(Stored data entries)
*** Block opens ***
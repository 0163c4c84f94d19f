//! Infrastructure Layer
//!
//! Adapters implementing the ports defined in the application layer:
//!
//! - `broker/`: Broker API adapters (Kite Connect)
//! - `persistence/`: Batch and event storage
//! - `observers/`: Lifecycle event consumers

pub mod broker;
pub mod observers;
pub mod persistence;
//! Terminal failure taxonomy for a trade lifecycle.

use serde::{Deserialize, Serialize};
use thiserror::Error;

use super::phase::LifecyclePhase;
use crate::domain::shared::{BrokerOrderId, DomainError};

/// Machine-readable failure classification carried on terminal events.
#[derive(Debug, Clone, Copy, PartialEq, Eq, Hash, Serialize, Deserialize)]
#[serde(rename_all = "SCREAMING_SNAKE_CASE")]
pub enum FailureKind {
    /// Exchange closed before or during submission.
    MarketClosed,
    /// Broker rejected or errored on the buy submission.
    SubmissionFailure,
    /// Broker reported the buy cancelled or rejected.
    FillRejected,
    /// No terminal broker status within the fill timeout.
    TimeoutNoFill,
    /// Entry filled but the contingent order could not be placed.
    ProtectionPlacementFailure,
    /// Lifecycle invariant broken inside the executor.
    Internal,
}

impl FailureKind {
    /// Whether the broker may hold an open or resting position that needs
    /// manual reconciliation.
    #[must_use]
    pub const fn requires_reconciliation(&self) -> bool {
        matches!(self, Self::ProtectionPlacementFailure | Self::TimeoutNoFill)
    }
}

/// Why a lifecycle ended without reaching `COMPLETED`.
///
/// The `Display` text is the message of the terminal event.
#[derive(Debug, Clone, PartialEq, Eq, Error)]
pub enum LifecycleError {
    /// Exchange closed; nothing was submitted.
    #[error("{message}")]
    MarketClosed {
        /// Explanation from the gate or broker.
        message: String,
    },

    /// Buy submission failed.
    #[error("Failed to place buy order: {message}")]
    SubmissionFailure {
        /// Broker error text.
        message: String,
    },

    /// Buy order ended cancelled or rejected.
    #[error("Buy order {order_id} was {status} by the broker; no position was opened")]
    FillRejected {
        /// Broker order id.
        order_id: BrokerOrderId,
        /// Broker status text.
        status: String,
    },

    /// Fill wait timed out.
    #[error(
        "Buy order {order_id} was not filled within {timeout_secs}s; the order is still resting at the broker and must be reconciled manually"
    )]
    TimeoutNoFill {
        /// Broker order id.
        order_id: BrokerOrderId,
        /// Fill timeout that elapsed.
        timeout_secs: u64,
    },

    /// Contingent placement failed after a confirmed fill.
    #[error(
        "Entry order {order_id} FILLED ({quantity} shares) but protective GTT placement failed: {message}. Position is OPEN and UNPROTECTED; place a stop-loss manually"
    )]
    ProtectionPlacementFailure {
        /// Filled buy order id.
        order_id: BrokerOrderId,
        /// Shares held without protection.
        quantity: u64,
        /// Broker error text.
        message: String,
    },

    /// Lifecycle invariant violation.
    #[error("Lifecycle error: {0}")]
    Internal(#[from] DomainError),
}

impl LifecycleError {
    /// Failure classification.
    #[must_use]
    pub const fn failure_kind(&self) -> FailureKind {
        match self {
            Self::MarketClosed { .. } => FailureKind::MarketClosed,
            Self::SubmissionFailure { .. } => FailureKind::SubmissionFailure,
            Self::FillRejected { .. } => FailureKind::FillRejected,
            Self::TimeoutNoFill { .. } => FailureKind::TimeoutNoFill,
            Self::ProtectionPlacementFailure { .. } => FailureKind::ProtectionPlacementFailure,
            Self::Internal(_) => FailureKind::Internal,
        }
    }

    /// Terminal phase this failure lands in.
    #[must_use]
    pub const fn terminal_phase(&self) -> LifecyclePhase {
        match self {
            Self::MarketClosed { .. } => LifecyclePhase::MarketClosed,
            Self::TimeoutNoFill { .. } => LifecyclePhase::OrderTimeout,
            _ => LifecyclePhase::Failed,
        }
    }

    /// Order id related to the failure, if one exists.
    #[must_use]
    pub const fn order_id(&self) -> Option<&BrokerOrderId> {
        match self {
            Self::FillRejected { order_id, .. }
            | Self::TimeoutNoFill { order_id, .. }
            | Self::ProtectionPlacementFailure { order_id, .. } => Some(order_id),
            _ => None,
        }
    }
}

#[cfg(test)]
mod tests {
    use super::*;

    #[test]
    fn terminal_phase_mapping() {
        let closed = LifecycleError::MarketClosed {
            message: "closed".to_string(),
        };
        assert_eq!(closed.terminal_phase(), LifecyclePhase::MarketClosed);

        let timeout = LifecycleError::TimeoutNoFill {
            order_id: BrokerOrderId::new("1"),
            timeout_secs: 300,
        };
        assert_eq!(timeout.terminal_phase(), LifecyclePhase::OrderTimeout);
        assert!(timeout.failure_kind().requires_reconciliation());

        let rejected = LifecycleError::FillRejected {
            order_id: BrokerOrderId::new("1"),
            status: "REJECTED".to_string(),
        };
        assert_eq!(rejected.terminal_phase(), LifecyclePhase::Failed);
        assert!(!rejected.failure_kind().requires_reconciliation());
    }

    #[test]
    fn protection_failure_distinguishes_open_position() {
        let err = LifecycleError::ProtectionPlacementFailure {
            order_id: BrokerOrderId::new("230101000001"),
            quantity: 10,
            message: "Trigger price too close".to_string(),
        };
        let msg = err.to_string();
        assert!(msg.contains("FILLED"));
        assert!(msg.contains("UNPROTECTED"));
        assert_eq!(err.terminal_phase(), LifecyclePhase::Failed);
        assert_eq!(err.failure_kind(), FailureKind::ProtectionPlacementFailure);
        assert_eq!(err.order_id().map(BrokerOrderId::as_str), Some("230101000001"));
    }
}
*** Block closes ***
Aim of the exercise |
Please write the data above out again, exactly the same.

Answer below |
repository 0163c4c84f94d19f
//! Infrastructure Layer
//!
//! Adapters implementing the ports defined in the application layer:
//!
//! - `broker/`: Broker API adapters (Kite Connect)
//! - `persistence/`: Batch and event storage
//! - `observers/`: Lifecycle event consumers

pub mod broker;
pub mod observers;
pub mod persistence;
//! Terminal failure taxonomy for a trade lifecycle.

use serde::{Deserialize, Serialize};
use thiserror::Error;

use super::phase::LifecyclePhase;
use crate::domain::shared::{BrokerOrderId, DomainError};

/// Machine-readable failure classification carried on terminal events.
#[derive(Debug, Clone, Copy, PartialEq, Eq, Hash, Serialize, Deserialize)]
#[serde(rename_all = "SCREAMING_SNAKE_CASE")]
pub enum FailureKind {
    /// Exchange closed before or during submission.
    MarketClosed,
    /// Broker rejected or errored on the buy submission.
    SubmissionFailure,
    /// Broker reported the buy cancelled or rejected.
    FillRejected,
    /// No terminal broker status within the fill timeout.
    TimeoutNoFill,
    /// Entry filled but the contingent order could not be placed.
    ProtectionPlacementFailure,
    /// Lifecycle invariant broken inside the executor.
    Internal,
}

impl FailureKind {
    /// Whether the broker may hold an open or resting position that needs
    /// manual reconciliation.
    #[must_use]
    pub const fn requires_reconciliation(&self) -> bool {
        matches!(self, Self::ProtectionPlacementFailure | Self::TimeoutNoFill)
    }
}

/// Why a lifecycle ended without reaching `COMPLETED`.
///
/// The `Display` text is the message of the terminal event.
#[derive(Debug, Clone, PartialEq, Eq, Error)]
pub enum LifecycleError {
    /// Exchange closed; nothing was submitted.
    #[error("{message}")]
    MarketClosed {
        /// Explanation from the gate or broker.
        message: String,
    },

    /// Buy submission failed.
    #[error("Failed to place buy order: {message}")]
    SubmissionFailure {
        /// Broker error text.
        message: String,
    },

    /// Buy order ended cancelled or rejected.
    #[error("Buy order {order_id} was {status} by the broker; no position was opened")]
    FillRejected {
        /// Broker order id.
        order_id: BrokerOrderId,
        /// Broker status text.
        status: String,
    },

    /// Fill wait timed out.
    #[error(
        "Buy order {order_id} was not filled within {timeout_secs}s; the order is still resting at the broker and must be reconciled manually"
    )]
    TimeoutNoFill {
        /// Broker order id.
        order_id: BrokerOrderId,
        /// Fill timeout that elapsed.
        timeout_secs: u64,
    },

    /// Contingent placement failed after a confirmed fill.
    #[error(
        "Entry order {order_id} FILLED ({quantity} shares) but protective GTT placement failed: {message}. Position is OPEN and UNPROTECTED; place a stop-loss manually"
    )]
    ProtectionPlacementFailure {
        /// Filled buy order id.
        order_id: BrokerOrderId,
        /// Shares held without protection.
        quantity: u64,
        /// Broker error text.
        message: String,
    },

    /// Lifecycle invariant violation.
    #[error("Lifecycle error: {0}")]
    Internal(#[from] DomainError),
}

impl LifecycleError {
    /// Failure classification.
    #[must_use]
    pub const fn failure_kind(&self) -> FailureKind {
        match self {
            Self::MarketClosed { .. } => FailureKind::MarketClosed,
            Self::SubmissionFailure { .. } => FailureKind::SubmissionFailure,
            Self::FillRejected { .. } => FailureKind::FillRejected,
            Self::TimeoutNoFill { .. } => FailureKind::TimeoutNoFill,
            Self::ProtectionPlacementFailure { .. } => FailureKind::ProtectionPlacementFailure,
            Self::Internal(_) => FailureKind::Internal,
        }
    }

    /// Terminal phase this failure lands in.
    #[must_use]
    pub const fn terminal_phase(&self) -> LifecyclePhase {
        match self {
            Self::MarketClosed { .. } => LifecyclePhase::MarketClosed,
            Self::TimeoutNoFill { .. } => LifecyclePhase::OrderTimeout,
            _ => LifecyclePhase::Failed,
        }
    }

    /// Order id related to the failure, if one exists.
    #[must_use]
    pub const fn order_id(&self) -> Option<&BrokerOrderId> {
        match self {
            Self::FillRejected { order_id, .. }
            | Self::TimeoutNoFill { order_id, .. }
            | Self::ProtectionPlacementFailure { order_id, .. } => Some(order_id),
            _ => None,
        }
    }
}

#[cfg(test)]
mod tests {
    use super::*;

    #[test]
    fn terminal_phase_mapping() {
        let closed = LifecycleError::MarketClosed {
            message: "closed".to_string(),
        };
        assert_eq!(closed.terminal_phase(), LifecyclePhase::MarketClosed);

        let timeout = LifecycleError::TimeoutNoFill {
            order_id: BrokerOrderId::new("1"),
            timeout_secs: 300,
        };
        assert_eq!(timeout.terminal_phase(), LifecyclePhase::OrderTimeout);
        assert!(timeout.failure_kind().requires_reconciliation());

        let rejected = LifecycleError::FillRejected {
            order_id: BrokerOrderId::new("1"),
            status: "REJECTED".to_string(),
        };
        assert_eq!(rejected.terminal_phase(), LifecyclePhase::Failed);
        assert!(!rejected.failure_kind().requires_reconciliation());
    }

    #[test]
    fn protection_failure_distinguishes_open_position() {
        let err = LifecycleError::ProtectionPlacementFailure {
            order_id: BrokerOrderId::new("230101000001"),
            quantity: 10,
            message: "Trigger price too close".to_string(),
        };
        let msg = err.to_string();
        assert!(msg.contains("FILLED"));
        assert!(msg.contains("UNPROTECTED"));
        assert_eq!(err.terminal_phase(), LifecyclePhase::Failed);
        assert_eq!(err.failure_kind(), FailureKind::ProtectionPlacementFailure);
        assert_eq!(err.order_id().map(BrokerOrderId::as_str), Some("230101000001"));
    }
}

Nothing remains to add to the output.